Collected data
◇ ◇ ◇
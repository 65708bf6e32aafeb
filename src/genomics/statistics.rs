use std::fmt;
use std::sync::Arc;

use serde::Serialize;

use crate::framework::ColumnProcessor;
use crate::genomics::{PileupColumn, Symbol};

/// Thresholds applied before statistics are gathered.
#[derive(Debug, Clone, Copy, PartialEq, Eq, Serialize)]
pub struct StatisticsSettings {
    /// Reads below this mapping quality are ignored (applied by the pileup builder).
    pub min_mapping_quality: u8,
    /// Bases below this quality are ignored.
    pub min_base_quality: u8,
    /// At most this many passing bases are counted, in arrival order.
    pub max_depth: u32,
}

impl Default for StatisticsSettings {
    fn default() -> Self {
        Self {
            min_mapping_quality: 25,
            min_base_quality: 25,
            max_depth: 100_000,
        }
    }
}

/// Evidence for one symbol at one position.
#[derive(Debug, Clone, PartialEq, Serialize)]
pub struct SymbolStatistics {
    /// Observed symbol, rendered as text (`-` for a gap).
    pub symbol: String,
    /// Counted observations.
    pub depth: u32,
    /// Mean mapping quality, two decimals.
    pub avg_mapping_quality: f64,
    /// Mean base quality, two decimals.
    pub avg_base_quality: f64,
    /// Share of the column depth, in percent with two decimals.
    pub pct_total: f64,
}

/// Summary of one pileup column.
#[derive(Debug, Clone, PartialEq, Serialize)]
pub struct ColumnStatistics {
    /// Reference name.
    pub reference: Arc<str>,
    /// 1-based position.
    pub position: u64,
    /// Counted observations across all symbols.
    pub total_depth: u32,
    /// Mean mapping quality over the counted observations.
    pub avg_mapping_quality: f64,
    /// Mean base quality over the counted observations.
    pub avg_base_quality: f64,
    /// Per-symbol breakdown, most supported first.
    pub symbols: Vec<SymbolStatistics>,
}

fn round2(value: f64) -> f64 {
    (value * 100.0).round() / 100.0
}

#[derive(Default)]
struct Accumulator {
    depth: u32,
    mapq_sum: u64,
    baseq_sum: u64,
}

impl Accumulator {
    fn add(&mut self, mapq: u8, baseq: u8) {
        self.depth += 1;
        self.mapq_sum += u64::from(mapq);
        self.baseq_sum += u64::from(baseq);
    }

    fn mean_mapq(&self) -> f64 {
        round2(self.mapq_sum as f64 / self.depth as f64)
    }

    fn mean_baseq(&self) -> f64 {
        round2(self.baseq_sum as f64 / self.depth as f64)
    }
}

/// Gather statistics for `column` under `settings`.
pub fn column_statistics(column: &PileupColumn, settings: &StatisticsSettings) -> ColumnStatistics {
    let mut overall = Accumulator::default();
    let mut per_symbol: Vec<(Symbol, Accumulator)> = Vec::new();

    let counted = column
        .observations
        .iter()
        .filter(|obs| obs.quality >= settings.min_base_quality)
        .take(settings.max_depth as usize);
    for obs in counted {
        overall.add(obs.mapq, obs.quality);
        match per_symbol.iter_mut().find(|(symbol, _)| *symbol == obs.symbol) {
            Some((_, acc)) => acc.add(obs.mapq, obs.quality),
            None => {
                let mut acc = Accumulator::default();
                acc.add(obs.mapq, obs.quality);
                per_symbol.push((obs.symbol.clone(), acc));
            }
        }
    }

    if overall.depth == 0 {
        return ColumnStatistics {
            reference: Arc::clone(&column.reference),
            position: column.position,
            total_depth: 0,
            avg_mapping_quality: 0.0,
            avg_base_quality: 0.0,
            symbols: Vec::new(),
        };
    }

    per_symbol.sort_by(|(left_symbol, left), (right_symbol, right)| {
        let left_pct = round2(f64::from(left.depth) / f64::from(overall.depth) * 100.0);
        let right_pct = round2(f64::from(right.depth) / f64::from(overall.depth) * 100.0);
        right_pct
            .total_cmp(&left_pct)
            .then_with(|| right.mean_baseq().total_cmp(&left.mean_baseq()))
            .then_with(|| left_symbol.cmp(right_symbol))
    });

    let symbols = per_symbol
        .iter()
        .map(|(symbol, acc)| SymbolStatistics {
            symbol: symbol.to_string(),
            depth: acc.depth,
            avg_mapping_quality: acc.mean_mapq(),
            avg_base_quality: acc.mean_baseq(),
            pct_total: round2(f64::from(acc.depth) / f64::from(overall.depth) * 100.0),
        })
        .collect();

    ColumnStatistics {
        reference: Arc::clone(&column.reference),
        position: column.position,
        total_depth: overall.depth,
        avg_mapping_quality: overall.mean_mapq(),
        avg_base_quality: overall.mean_baseq(),
        symbols,
    }
}

/// [`ColumnProcessor`] producing [`ColumnStatistics`].
#[derive(Debug, Clone, Copy, Default)]
pub struct PositionStatistics {
    settings: StatisticsSettings,
}

impl PositionStatistics {
    /// Processor applying `settings`.
    pub fn new(settings: StatisticsSettings) -> Self {
        Self { settings }
    }
}

impl ColumnProcessor for PositionStatistics {
    type Output = ColumnStatistics;

    fn process(&self, column: &PileupColumn) -> ColumnStatistics {
        column_statistics(column, &self.settings)
    }
}

/// Write the human-readable report for one position.
pub fn write_statistics<W: fmt::Write>(
    out: &mut W,
    settings: &StatisticsSettings,
    stats: &ColumnStatistics,
) -> fmt::Result {
    writeln!(out, "Position: {}:{}", stats.reference, stats.position)?;
    writeln!(out, "Maximum Depth: {}", settings.max_depth)?;
    writeln!(out, "Minimum Mapping Quality Threshold: {}", settings.min_mapping_quality)?;
    writeln!(out, "Minimum Base Quality Threshold: {}", settings.min_base_quality)?;
    writeln!(out, "Average Mapping Quality: {}", stats.avg_mapping_quality)?;
    writeln!(out, "Average Base Quality: {}", stats.avg_base_quality)?;
    writeln!(out, "Depth: {}", stats.total_depth)?;
    for symbol in &stats.symbols {
        writeln!(out, "Base: {}", symbol.symbol)?;
        writeln!(out, "\tDepth: {}", symbol.depth)?;
        writeln!(out, "\tAverage Mapping Quality: {}", symbol.avg_mapping_quality)?;
        writeln!(out, "\tAverage Base Quality: {}", symbol.avg_base_quality)?;
        writeln!(out, "\t% of Total: {}", symbol.pct_total)?;
    }
    Ok(())
}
◇ ◇ ◇
» **WHAT IS BEING ASKED**: Scan the records above and report how many lines include the word "most", without any other text.

» **SOLUTION FOR THIS TASK**: 2